Q:
My neighbors recently had their wood floors removed. Their flooring contractor cut the 30-year-old 1-in. thick select red oak into 3-ft. to 5-ft. lengths and ripped it out. I scavenged this used flooring (late at night because I was too embarrassed to ask), and I’ve pulled out the nails and discarded the split pieces or those with broken tongues. Do I have to recut the end tongues and grooves in each piece, or can I just rely on the lengthwise tongue and groove to hold the wood in place?
Scott Fetter, Fort Worth, TX
A:
Roe A. Osborn replies: Those tongues and grooves on the ends of the flooring (called end-matching) function to keep the boards aligned and indexed to the adjacent boards in the course. I’ve done small patches in hardwood flooring and have left the tongues off to make it easier to insert the patch. But doing a whole floor without end-matching the boards might present a problem.

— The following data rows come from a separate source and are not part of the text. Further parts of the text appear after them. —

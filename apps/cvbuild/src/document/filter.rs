//! Tag-based document filter.
//!
//! Walks a loaded tree and, for an active tag set, picks one variant per
//! default-selector and drops every gated or plain map that does not apply.
//! Pure: no I/O, no logging, the input tree is only borrowed.

#![allow(dead_code)]

use thiserror::Error;

use crate::document::node::{Map, Node};
use crate::document::tags::{TagSet, ALL_TAG, TAGS_KEY};

#[derive(Debug, Clone, PartialEq, Eq, Error)]
pub enum FilterError {
    #[error("`_tags` at {path} must be a sequence of strings, found {found}")]
    Structure { path: String, found: String },
}

/// Filters a whole document.
///
/// `None` means no filtering was requested: the tree is returned unchanged,
/// without pruning or validation. `Some` of an empty set is a real pass.
pub fn filter_document(tree: &Node, tags: Option<&TagSet>) -> Result<Option<Node>, FilterError> {
    match tags {
        None => Ok(Some(tree.clone())),
        Some(tags) => filter(tree, tags),
    }
}

/// Filters a single node. `Ok(None)` means the node is pruned.
pub fn filter(node: &Node, tags: &TagSet) -> Result<Option<Node>, FilterError> {
    filter_at(node, tags, &mut Vec::new())
}

/// Filters each entry of an already-accepted map, keeping key order.
pub fn filter_entries(map: &Map, tags: &TagSet) -> Result<Map, FilterError> {
    filter_entries_at(map, tags, &mut Vec::new())
}

fn filter_at(
    node: &Node,
    tags: &TagSet,
    path: &mut Vec<String>,
) -> Result<Option<Node>, FilterError> {
    match node {
        Node::Scalar(_) => Ok(Some(node.clone())),
        Node::Sequence(items) => {
            let mut kept = Vec::with_capacity(items.len());
            for (index, item) in items.iter().enumerate() {
                path.push(index.to_string());
                let filtered = filter_at(item, tags, path)?;
                path.pop();
                kept.extend(filtered);
            }
            Ok(Some(Node::Sequence(kept)))
        }
        // First declared label in the active set wins. The variant is
        // returned as written, not filtered further.
        Node::DefaultSelector(variants) => Ok(variants
            .iter()
            .find(|(label, _)| tags.contains(label))
            .map(|(_, variant)| variant.clone())),
        Node::TagGated(entries) => {
            if gate_passes(entries, tags, path)? {
                Ok(Some(Node::TagGated(filter_entries_at(entries, tags, path)?)))
            } else {
                Ok(None)
            }
        }
        Node::PlainMap(_) => Ok(None),
    }
}

fn filter_entries_at(
    map: &Map,
    tags: &TagSet,
    path: &mut Vec<String>,
) -> Result<Map, FilterError> {
    let mut filtered = Map::with_capacity(map.len());
    for (key, value) in map {
        path.push(key.clone());
        let result = filter_at(value, tags, path)?;
        path.pop();
        if let Some(value) = result {
            filtered.insert(key.clone(), value);
        }
    }
    Ok(filtered)
}

fn gate_passes(entries: &Map, tags: &TagSet, path: &[String]) -> Result<bool, FilterError> {
    let structure_error = |found: String| FilterError::Structure {
        path: display_path(path),
        found,
    };

    let labels = match entries.get(TAGS_KEY) {
        Some(Node::Sequence(labels)) => labels,
        Some(other) => return Err(structure_error(other.kind().to_string())),
        None => return Err(structure_error("nothing".to_string())),
    };

    let mut passes = false;
    for entry in labels {
        let label = entry
            .as_str()
            .ok_or_else(|| structure_error(format!("a sequence containing a {}", entry.kind())))?;
        passes |= label == ALL_TAG || tags.contains(label);
    }
    Ok(passes)
}

fn display_path(path: &[String]) -> String {
    if path.is_empty() {
        "the document root".to_string()
    } else {
        path.join(".")
    }
}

The problem is that the boards expand and contract at different rates both in their width and in their thickness. Without end-matching, the changes in thickness could result in height differences of up to 1/16 in. in boards that are end to end. The exposed end grain from the differences in height is vulnerable to chipping from shoe shufflers such as me and from kids sliding across the floor in stocking feet.

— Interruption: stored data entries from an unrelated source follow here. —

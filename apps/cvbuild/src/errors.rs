use axum::{
    http::StatusCode,
    response::{IntoResponse, Response},
    Json,
};
use serde_json::json;
use thiserror::Error;

use crate::document::{FilterError, LoadError};
use crate::pipeline::PipelineError;
use crate::render::RenderError;

/// Application-level error type.
/// Implements `IntoResponse` so Axum handlers can return `Result<T, AppError>`.
#[derive(Debug, Error)]
pub enum AppError {
    #[error("Validation error: {0}")]
    Validation(String),

    #[error("Load error: {0}")]
    Load(#[from] LoadError),

    #[error("Filter error: {0}")]
    Filter(#[from] FilterError),

    #[error("Template error: {0}")]
    Template(#[from] RenderError),

    #[error("Internal server error: {0}")]
    Internal(#[from] anyhow::Error),
}

impl From<PipelineError> for AppError {
    fn from(err: PipelineError) -> Self {
        match err {
            PipelineError::Load(e) => AppError::Load(e),
            PipelineError::Filter(e) => AppError::Filter(e),
            PipelineError::Render(e) => AppError::Template(e),
        }
    }
}

impl IntoResponse for AppError {
    fn into_response(self) -> Response {
        let (status, code, message) = match &self {
            AppError::Validation(msg) => (StatusCode::BAD_REQUEST, "VALIDATION_ERROR", msg.clone()),
            AppError::Load(e) => (StatusCode::UNPROCESSABLE_ENTITY, "LOAD_ERROR", e.to_string()),
            AppError::Filter(e) => (
                StatusCode::UNPROCESSABLE_ENTITY,
                "FILTER_ERROR",
                e.to_string(),
            ),
            AppError::Template(RenderError::Io { .. }) => {
                tracing::error!("Template I/O error: {self}");
                (
                    StatusCode::INTERNAL_SERVER_ERROR,
                    "INTERNAL_ERROR",
                    "An internal server error occurred".to_string(),
                )
            }
            AppError::Template(e) => (
                StatusCode::UNPROCESSABLE_ENTITY,
                "TEMPLATE_ERROR",
                e.to_string(),
            ),
            AppError::Internal(e) => {
                tracing::error!("Internal error: {e:?}");
                (
                    StatusCode::INTERNAL_SERVER_ERROR,
                    "INTERNAL_ERROR",
                    "An internal server error occurred".to_string(),
                )
            }
        };

        let body = Json(json!({
            "error": {
                "code": code,
                "message": message
            }
        }));

        (status, body).into_response()
    }
}

#[cfg(test)]
mod tests {
    use super::*;

    #[test]
    fn test_validation_is_bad_request() {
        let response = AppError::Validation("document cannot be empty".to_string()).into_response();
        assert_eq!(response.status(), StatusCode::BAD_REQUEST);
    }

    #[test]
    fn test_filter_error_is_unprocessable() {
        let err = FilterError::Structure {
            path: "jobs.0".to_string(),
            found: "string".to_string(),
        };
        let response = AppError::from(PipelineError::Filter(err)).into_response();
        assert_eq!(response.status(), StatusCode::UNPROCESSABLE_ENTITY);
    }

    #[test]
    fn test_internal_hides_details() {
        let response = AppError::Internal(anyhow::anyhow!("worker panicked")).into_response();
        assert_eq!(response.status(), StatusCode::INTERNAL_SERVER_ERROR);
    }
}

With end-matched boards, the height differences are greatly reduced. Changes in the wood only above the tongue (or about one-third of the total thickness) will cause a difference in height between the boards.

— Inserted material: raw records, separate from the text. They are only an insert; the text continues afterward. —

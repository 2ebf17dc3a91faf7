#![allow(dead_code)]

use std::collections::BTreeSet;

use serde::{Deserialize, Serialize};

/// Reserved key marking a default-selector map.
pub const DEFAULT_KEY: &str = "_default";
/// Reserved key marking a tag-gated map. Its value is the gate list.
pub const TAGS_KEY: &str = "_tags";
/// Gate label that passes regardless of the active tags.
pub const ALL_TAG: &str = "_all";

/// Active tag set for one filtering pass.
#[derive(Debug, Clone, Default, PartialEq, Eq, Serialize, Deserialize)]
#[serde(transparent)]
pub struct TagSet(BTreeSet<String>);

impl TagSet {
    /// Parses a comma-separated list such as `eng, sales`.
    ///
    /// Labels are trimmed and empty labels are skipped, so `""` yields an
    /// empty set (which still filters everything gated).
    pub fn parse_list(list: &str) -> Self {
        list.split(',')
            .map(str::trim)
            .filter(|label| !label.is_empty())
            .collect()
    }

    pub fn contains(&self, label: &str) -> bool {
        self.0.contains(label)
    }

    pub fn is_empty(&self) -> bool {
        self.0.is_empty()
    }

    pub fn len(&self) -> usize {
        self.0.len()
    }

    pub fn iter(&self) -> impl Iterator<Item = &str> {
        self.0.iter().map(String::as_str)
    }
}

impl FromIterator<String> for TagSet {
    fn from_iter<I: IntoIterator<Item = String>>(iter: I) -> Self {
        TagSet(iter.into_iter().collect())
    }
}

impl<'a> FromIterator<&'a str> for TagSet {
    fn from_iter<I: IntoIterator<Item = &'a str>>(iter: I) -> Self {
        TagSet(iter.into_iter().map(str::to_string).collect())
    }
}

impl std::fmt::Display for TagSet {
    fn fmt(&self, f: &mut std::fmt::Formatter<'_>) -> std::fmt::Result {
        let labels: Vec<&str> = self.iter().collect();
        write!(f, "{}", labels.join(","))
    }
}
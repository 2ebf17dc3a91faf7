use std::sync::Arc;

use crate::config::Config;

/// Shared application state injected into all route handlers via Axum extractors.
#[derive(Clone)]
pub struct AppState {
    pub config: Arc<Config>,
}

impl AppState {
    pub fn new(config: Config) -> Self {
        AppState {
            config: Arc::new(config),
        }
    }
}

Milling each board with a tongue on one end and a groove on the other might be quite a feat if you aren’t equipped with a shaper or a heavy-duty router table. But after squaring the ends of the boards, I’d use a biscuit joiner to put a slot in the end of each board instead (see drawing). It would be fairly simple to set up a jig to hold either the boards or the biscuit joiner to make cutting the slots safe and quick
Then you’d just slip a biscuit into the end groove as you assembled each board. You could go to the trouble of gluing each biscuit, but I don’t think it’s necessary because you’re just asking the biscuit to align the pieces rather than to hold the pieces together. I’d use #10 biscuits that are about 2 in. across for standard 2-1/4 in. wide flooring.